Допустим, выиграет медицина пять месяцев жизни старика. Оно того стоит? Однако врачи не сдаются, сражаются за каждую минуту жизни человека перед небытием. Потому что каждый человек — единственный. За каждого неповторимого идет бой. В этом поединке с небытием за каждого обреченного состоит честь врача.
А честь солдата и горожанина состоит в защите города и сограждан. Арифметика убийств может посчитать, в каком случае жертв было бы больше — при сдаче города или при его обороне. Допустим, в Ленинграде при сдаче города погибло бы меньше народу, нежели при его защите; ну, убили бы евреев, комиссаров; ну, погнали в лагеря — в тот год смертность военнопленных в гитлеровских лагерях достигала 80%.
Убили бы, конечно, многих, но вдруг не всех — а что если сдаться выгоднее? Подсчет может выявить, что существует дельта в сравнении количества жизней, отданных при обороне, и количества жизней, которые бы забрали при капитуляции.
Но суть морального существования в том, что многие отдают жизни за то, чтобы не убили одного. Это нерационально — но мораль вообще нерациональна. Мораль — это о другом. Многие солдаты гибнут, чтобы спасти одного рядового Райана — гибнут потому, что это вопрос солдатской чести.
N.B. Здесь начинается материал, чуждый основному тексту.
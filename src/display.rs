//! Formatting helpers for presenting extracted metadata.

use chrono::{DateTime, Utc};

/// Format a byte count for display (1024-based, one decimal place).
pub fn format_file_size(bytes: u64) -> String {
    const KIB: f64 = 1024.0;
    const MIB: f64 = 1024.0 * 1024.0;
    const GIB: f64 = 1024.0 * 1024.0 * 1024.0;

    let bytes_f = bytes as f64;
    if bytes_f < KIB {
        format!("{bytes} B")
    } else if bytes_f < MIB {
        format!("{:.1} KB", bytes_f / KIB)
    } else if bytes_f < GIB {
        format!("{:.1} MB", bytes_f / MIB)
    } else {
        format!("{:.1} GB", bytes_f / GIB)
    }
}

/// Format a millisecond epoch timestamp as a short date, e.g. `Mar 4, 2024`.
///
/// Out-of-range timestamps fall back to the raw number.
pub fn format_timestamp(millis: i64) -> String {
    DateTime::<Utc>::from_timestamp_millis(millis)
        .map(|dt| dt.format("%b %-d, %Y").to_string())
        .unwrap_or_else(|| millis.to_string())
}

#[cfg(test)]
mod tests {
    use super::*;

    #[test]
    fn file_sizes_scale_by_1024() {
        assert_eq!(format_file_size(512), "512 B");
        assert_eq!(format_file_size(2048), "2.0 KB");
        assert_eq!(format_file_size(5 * 1024 * 1024), "5.0 MB");
        assert_eq!(format_file_size(3 * 1024 * 1024 * 1024), "3.0 GB");
    }

    #[test]
    fn timestamps_render_as_short_dates() {
        // 2024-03-04T00:00:00Z
        assert_eq!(format_timestamp(1_709_510_400_000), "Mar 4, 2024");
    }

    #[test]
    fn out_of_range_timestamp_falls_back_to_raw() {
        assert_eq!(format_timestamp(i64::MAX), i64::MAX.to_string());
    }
}
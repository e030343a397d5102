//! Metadata extraction entry point and shared aggregation routines.
//!
//! Anki has shipped two generations of collection schema: the legacy layout
//! (2.1.x) keeps decks and note types as JSON blobs inside a single `col`
//! row, while the newer layout (24.x+) normalizes them into dedicated
//! tables. [`extract_metadata`] inspects the database and dispatches to one
//! of the two strategies; the routines here are the aggregation steps both
//! strategies share, because the `notes` and `cards` tables kept a stable
//! shape across both generations.

use std::collections::HashMap;

use rusqlite::Connection;
use tracing::{debug, warn};

use crate::error::Result;
use crate::metadata::{CardDistribution, CollectionMetadata, TagCount};

/// Tag lists are truncated to this many entries.
pub(crate) const MAX_TAGS: usize = 20;

/// Extract collection metadata, selecting the schema strategy automatically.
///
/// The presence of a `notetypes` table identifies the normalized 24.x+
/// schema; anything else is treated as the legacy single-row layout.
///
/// # Example
///
/// ```no_run
/// use rusqlite::Connection;
///
/// # fn example() -> apkg_inspect::Result<()> {
/// let conn = Connection::open("collection.anki2")?;
/// let metadata = apkg_inspect::extract_metadata(&conn)?;
/// println!("{} decks, {} cards", metadata.decks.len(), metadata.statistics.total_cards);
/// # Ok(())
/// # }
/// ```
pub fn extract_metadata(conn: &Connection) -> Result<CollectionMetadata> {
    if table_exists(conn, "notetypes")? {
        debug!("notetypes table present, reading normalized schema");
        crate::modern::extract_modern(conn)
    } else {
        debug!("no notetypes table, reading legacy schema");
        crate::legacy::extract_legacy(conn)
    }
}

/// Check whether a table exists in the opened database.
pub(crate) fn table_exists(conn: &Connection, name: &str) -> Result<bool> {
    let mut stmt =
        conn.prepare("SELECT 1 FROM sqlite_master WHERE type = 'table' AND name = ?1")?;
    Ok(stmt.exists([name])?)
}

/// Per-deck card counts. Relearning cards appear only in the global
/// distribution; per deck, `total` covers exactly new + learning + review.
#[derive(Debug, Clone, Copy, Default)]
pub(crate) struct DeckCardCounts {
    pub new: i64,
    pub learning: i64,
    pub review: i64,
    pub total: i64,
}

/// Card counts grouped by deck plus the collection-wide distribution.
#[derive(Debug, Clone, Default)]
pub(crate) struct CardStatistics {
    pub by_deck: HashMap<i64, DeckCardCounts>,
    pub distribution: CardDistribution,
    pub total: i64,
}

/// Count cards grouped by (deck id, state code).
///
/// State codes: 0 = new, 1 = learning, 2 = review, 3 = relearning.
/// Degrades to all-zero statistics if the `cards` table is unreadable.
pub(crate) fn card_statistics(conn: &Connection) -> CardStatistics {
    match query_card_statistics(conn) {
        Ok(stats) => stats,
        Err(e) => {
            warn!("card statistics unavailable, counts default to zero: {e}");
            CardStatistics::default()
        }
    }
}

fn query_card_statistics(conn: &Connection) -> rusqlite::Result<CardStatistics> {
    let mut stmt = conn.prepare("SELECT did, type, COUNT(*) FROM cards GROUP BY did, type")?;
    let rows = stmt.query_map([], |row| {
        Ok((
            row.get::<_, i64>(0)?,
            row.get::<_, i64>(1)?,
            row.get::<_, i64>(2)?,
        ))
    })?;

    let mut stats = CardStatistics::default();
    for row in rows {
        let (deck_id, state, count) = row?;
        let bucket = stats.by_deck.entry(deck_id).or_default();
        stats.total += count;
        match state {
            0 => {
                bucket.new += count;
                bucket.total += count;
                stats.distribution.new += count;
            }
            1 => {
                bucket.learning += count;
                bucket.total += count;
                stats.distribution.learning += count;
            }
            2 => {
                bucket.review += count;
                bucket.total += count;
                stats.distribution.review += count;
            }
            3 => stats.distribution.relearning += count,
            other => {
                debug!(state = other, "card rows with unknown state counted in the global total only")
            }
        }
    }
    Ok(stats)
}

/// Total number of notes. Degrades to zero if the table is unreadable.
pub(crate) fn total_notes(conn: &Connection) -> i64 {
    match conn.query_row("SELECT COUNT(*) FROM notes", [], |row| row.get(0)) {
        Ok(count) => count,
        Err(e) => {
            warn!("note count unavailable, defaulting to zero: {e}");
            0
        }
    }
}

/// Note counts keyed by note type id. Degrades to an empty map.
pub(crate) fn note_counts_by_model(conn: &Connection) -> HashMap<i64, i64> {
    match query_note_counts(conn) {
        Ok(counts) => counts,
        Err(e) => {
            warn!("per-model note counts unavailable: {e}");
            HashMap::new()
        }
    }
}

fn query_note_counts(conn: &Connection) -> rusqlite::Result<HashMap<i64, i64>> {
    let mut stmt = conn.prepare("SELECT mid, COUNT(*) FROM notes GROUP BY mid")?;
    let rows = stmt.query_map([], |row| Ok((row.get::<_, i64>(0)?, row.get::<_, i64>(1)?)))?;
    rows.collect()
}

/// Tag frequency from the space-delimited `notes.tags` column.
///
/// Splits each note's tag string on whitespace and counts occurrences,
/// ignoring empty tokens. Degrades to an empty list.
pub(crate) fn tags_from_notes(conn: &Connection) -> Vec<TagCount> {
    match query_note_tags(conn) {
        Ok(tags) => tags,
        Err(e) => {
            warn!("tag scan over notes failed, tag list defaults to empty: {e}");
            Vec::new()
        }
    }
}

fn query_note_tags(conn: &Connection) -> rusqlite::Result<Vec<TagCount>> {
    let mut stmt = conn.prepare("SELECT tags FROM notes WHERE tags != ''")?;
    let rows = stmt.query_map([], |row| row.get::<_, String>(0))?;

    let mut counts: HashMap<String, (i64, usize)> = HashMap::new();
    let mut order = 0usize;
    for tag_string in rows {
        for tag in tag_string?.split_whitespace() {
            let entry = counts.entry(tag.to_string()).or_insert_with(|| {
                let slot = (0, order);
                order += 1;
                slot
            });
            entry.0 += 1;
        }
    }
    Ok(top_tags(counts))
}

/// Sort tag counts descending, break ties by first-encountered order, and
/// truncate to [`MAX_TAGS`].
pub(crate) fn top_tags(counts: HashMap<String, (i64, usize)>) -> Vec<TagCount> {
    let mut entries: Vec<_> = counts.into_iter().collect();
    entries.sort_by(|(_, (count_a, seen_a)), (_, (count_b, seen_b))| {
        count_b.cmp(count_a).then(seen_a.cmp(seen_b))
    });
    entries.truncate(MAX_TAGS);
    entries
        .into_iter()
        .map(|(tag, (count, _))| TagCount { tag, count })
        .collect()
}

/// Average ease factor over review cards with a positive factor.
///
/// Anki stores ease as permille (2500 = 250%); the result is divided by ten
/// and rounded so it reads as a percentage. `None` when no card qualifies
/// or the query fails.
pub(crate) fn average_ease(conn: &Connection) -> Option<i64> {
    let avg = conn.query_row(
        "SELECT AVG(factor) FROM cards WHERE type = 2 AND factor > 0",
        [],
        |row| row.get::<_, Option<f64>>(0),
    );
    match avg {
        Ok(Some(factor)) => Some((factor / 10.0).round() as i64),
        Ok(None) => None,
        Err(e) => {
            warn!("average ease unavailable: {e}");
            None
        }
    }
}

#[cfg(test)]
mod tests {
    use super::*;

    fn conn_with_cards(rows: &[(i64, i64, i64, i64)]) -> Connection {
        let conn = Connection::open_in_memory().unwrap();
        conn.execute_batch(
            "CREATE TABLE cards (id INTEGER PRIMARY KEY, did INTEGER, type INTEGER, factor INTEGER)",
        )
        .unwrap();
        for (id, did, state, factor) in rows {
            conn.execute(
                "INSERT INTO cards (id, did, type, factor) VALUES (?1, ?2, ?3, ?4)",
                rusqlite::params![id, did, state, factor],
            )
            .unwrap();
        }
        conn
    }

    #[test]
    fn card_statistics_groups_by_deck_and_state() {
        let conn = conn_with_cards(&[
            (1, 2, 0, 0),
            (2, 2, 0, 0),
            (3, 2, 2, 2500),
            (4, 3, 1, 0),
            (5, 3, 3, 2100),
        ]);
        let stats = card_statistics(&conn);

        assert_eq!(stats.total, 5);
        assert_eq!(stats.distribution.new, 2);
        assert_eq!(stats.distribution.learning, 1);
        assert_eq!(stats.distribution.review, 1);
        assert_eq!(stats.distribution.relearning, 1);
        assert_eq!(stats.distribution.total(), stats.total);

        let deck2 = stats.by_deck[&2];
        assert_eq!((deck2.new, deck2.review, deck2.total), (2, 1, 3));

        // Relearning stays out of the per-deck breakdown and total.
        let deck3 = stats.by_deck[&3];
        assert_eq!((deck3.learning, deck3.total), (1, 1));
        assert_eq!(deck3.new + deck3.learning + deck3.review, deck3.total);
    }

    #[test]
    fn card_statistics_degrades_without_table() {
        let conn = Connection::open_in_memory().unwrap();
        let stats = card_statistics(&conn);
        assert_eq!(stats.total, 0);
        assert!(stats.by_deck.is_empty());
    }

    #[test]
    fn average_ease_rounds_permille_to_percent() {
        let conn = conn_with_cards(&[(1, 2, 2, 2200), (2, 2, 2, 2800)]);
        assert_eq!(average_ease(&conn), Some(250));
    }

    #[test]
    fn average_ease_ignores_non_review_and_zero_factor() {
        let conn = conn_with_cards(&[(1, 2, 0, 2500), (2, 2, 2, 0)]);
        assert_eq!(average_ease(&conn), None);
    }

    #[test]
    fn top_tags_sorts_by_count_then_first_seen() {
        let mut counts = HashMap::new();
        counts.insert("late".to_string(), (3, 5));
        counts.insert("early".to_string(), (3, 1));
        counts.insert("rare".to_string(), (1, 0));
        counts.insert("common".to_string(), (7, 9));

        let tags = top_tags(counts);
        let names: Vec<_> = tags.iter().map(|t| t.tag.as_str()).collect();
        assert_eq!(names, ["common", "early", "late", "rare"]);
    }

    #[test]
    fn top_tags_truncates_to_twenty() {
        let counts: HashMap<String, (i64, usize)> = (0..30)
            .map(|i| (format!("tag{i}"), (30 - i as i64, i)))
            .collect();
        assert_eq!(top_tags(counts).len(), MAX_TAGS);
    }

    #[test]
    fn table_exists_reports_presence() {
        let conn = Connection::open_in_memory().unwrap();
        conn.execute_batch("CREATE TABLE notetypes (id INTEGER PRIMARY KEY)")
            .unwrap();
        assert!(table_exists(&conn, "notetypes").unwrap());
        assert!(!table_exists(&conn, "decks").unwrap());
    }
}
//! Command-line inspector for Anki .apkg exports.
//!
//! Opens a package, extracts its collection metadata, and prints either a
//! plain-text summary or the raw record as JSON.

use std::path::PathBuf;
use std::process::ExitCode;

use apkg_inspect::{AnkiPackage, CollectionMetadata, display};
use clap::Parser;
use tracing::info;

/// Inspect an Anki .apkg export: decks, note types, tags, card statistics.
#[derive(Parser, Debug)]
#[command(name = "apkg-inspect")]
#[command(version, about, long_about = None)]
struct Args {
    /// Path to the .apkg file
    package: PathBuf,

    /// Print the metadata record as pretty JSON
    #[arg(long)]
    json: bool,

    /// Enable verbose logging (use multiple times for more verbosity)
    #[arg(short, long, action = clap::ArgAction::Count)]
    verbose: u8,
}

fn main() -> ExitCode {
    let args = Args::parse();

    // Initialize tracing
    let log_level = match args.verbose {
        0 => tracing::Level::WARN,
        1 => tracing::Level::INFO,
        2 => tracing::Level::DEBUG,
        _ => tracing::Level::TRACE,
    };

    tracing_subscriber::fmt()
        .with_max_level(log_level)
        .with_writer(std::io::stderr)
        .init();

    match run(&args) {
        Ok(()) => ExitCode::SUCCESS,
        Err(e) => {
            eprintln!("error: {e}");
            ExitCode::FAILURE
        }
    }
}

fn run(args: &Args) -> apkg_inspect::Result<()> {
    let file_size = std::fs::metadata(&args.package)?.len();
    let package = AnkiPackage::open(&args.package)?;
    info!(
        package = %args.package.display(),
        member = package.collection_member(),
        "opened package"
    );

    let metadata = package.metadata()?;
    if args.json {
        // Serializing the plain output structs cannot fail.
        println!("{}", serde_json::to_string_pretty(&metadata).unwrap());
    } else {
        print_summary(&metadata, file_size);
    }
    Ok(())
}

fn print_summary(metadata: &CollectionMetadata, file_size: u64) {
    println!("Schema:    {}", metadata.schema);
    println!("Size:      {}", display::format_file_size(file_size));
    println!("Created:   {}", display::format_timestamp(metadata.created));
    println!("Modified:  {}", display::format_timestamp(metadata.modified));
    println!();

    let stats = &metadata.statistics;
    println!(
        "{} notes, {} cards (new {}, learning {}, review {}, relearning {})",
        stats.total_notes,
        stats.total_cards,
        stats.card_distribution.new,
        stats.card_distribution.learning,
        stats.card_distribution.review,
        stats.card_distribution.relearning,
    );
    match stats.average_ease {
        Some(ease) => println!("Average ease: {ease}%"),
        None => println!("Average ease: n/a (no reviewed cards)"),
    }

    if !metadata.decks.is_empty() {
        println!("\nDecks:");
        for deck in &metadata.decks {
            println!(
                "  {} - {} cards ({} new, {} learning, {} review){}",
                deck.name,
                deck.total_cards,
                deck.new_cards,
                deck.learning_cards,
                deck.review_cards,
                if deck.is_dynamic { " [filtered]" } else { "" },
            );
        }
    }

    if !metadata.models.is_empty() {
        println!("\nNote types:");
        for model in &metadata.models {
            print!(
                "  {} ({:?}) - {} notes, {} fields, {} templates",
                model.name, model.kind, model.note_count, model.field_count, model.template_count,
            );
            if model.fields.is_empty() {
                // Config blob decoding is out of scope; without the optional
                // fields/templates tables the field list is unavailable.
                print!(" [field names unavailable]");
            } else {
                print!(": {}", model.fields.join(", "));
            }
            println!();
        }
    }

    if !metadata.tags.is_empty() {
        println!("\nTop tags:");
        for tag in &metadata.tags {
            println!("  {} ({})", tag.tag, tag.count);
        }
    }
}
//! Error types for apkg-inspect.

use thiserror::Error;

/// Result type for apkg-inspect operations.
pub type Result<T> = std::result::Result<T, Error>;

/// Errors that can occur while opening a package or extracting metadata.
///
/// Only the conditions below are fatal. Failures reading *optional* data
/// (a missing `fields` table, an unreadable `tags` row) are handled at the
/// point of use: the affected field degrades to its documented default and
/// a diagnostic is logged.
#[derive(Debug, Error)]
pub enum Error {
    /// IO error.
    #[error("IO error: {0}")]
    Io(#[from] std::io::Error),

    /// ZIP error.
    #[error("ZIP error: {0}")]
    Zip(#[from] zip::result::ZipError),

    /// SQLite error on a mandatory query.
    #[error("SQLite error: {0}")]
    Sqlite(#[from] rusqlite::Error),

    /// No collection database found inside the package.
    #[error("no collection database in package: {0}")]
    NoCollection(String),

    /// The mandatory collection metadata table is missing or empty.
    #[error("collection table is missing or empty")]
    EmptyCollection,

    /// A mandatory JSON column could not be decoded.
    #[error("malformed '{column}' JSON in collection row: {source}")]
    MalformedJson {
        /// Column name within the `col` row.
        column: &'static str,
        /// Underlying decode error.
        source: serde_json::Error,
    },
}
Многие гибнут, освобождая лагерь Освенцим — хотя в бою погибают здоровые солдаты, освобождая умирающих доходяг. Здоровый Януш Корчак пошел в газовую камеру с еврейскими детьми, которые были всё равно обречены — из чувства чести; а ведь он мог бы пойти домой обедать.
Когда принимают бой, то отнюдь не всегда рассчитывают на победу; и в бой идут вовсе не потому, что хотят победить. И поэтому, разумеется, тоже; но главное — сражаются потому, что не могут терпеть унижения другого.
Та война была особенной. Многие люди отдали жизнь за то, чтобы не видеть, как унижают слабого и дальнего — это нерационально, но в этом достоинство человечества. В том числе в этом было состояло достоинство Советского Союза в войне с гитлеровской Германией, в войне с идеологией, защищавшей избранных.
Рассудительное время делает коллаборационизм обаятельным — а героизм бессмысленным; мораль становится обузой, надо еще доказать, какой смысл отдавать свои жизни за то, чтобы айнзатцкоманды не жгли ленинградских евреев. В аморальности — много разумного.
Это здоровая, взвешенная позиция. В бесчестии вообще много практической пользы — недостаток один: детей учить нечему — можно вырастить лишь сволочей.
Презерватив всем хорош и практически удобен, это прогрессивное подспорье свободной любви; недостаток прибор имеет один — дети не рождаются.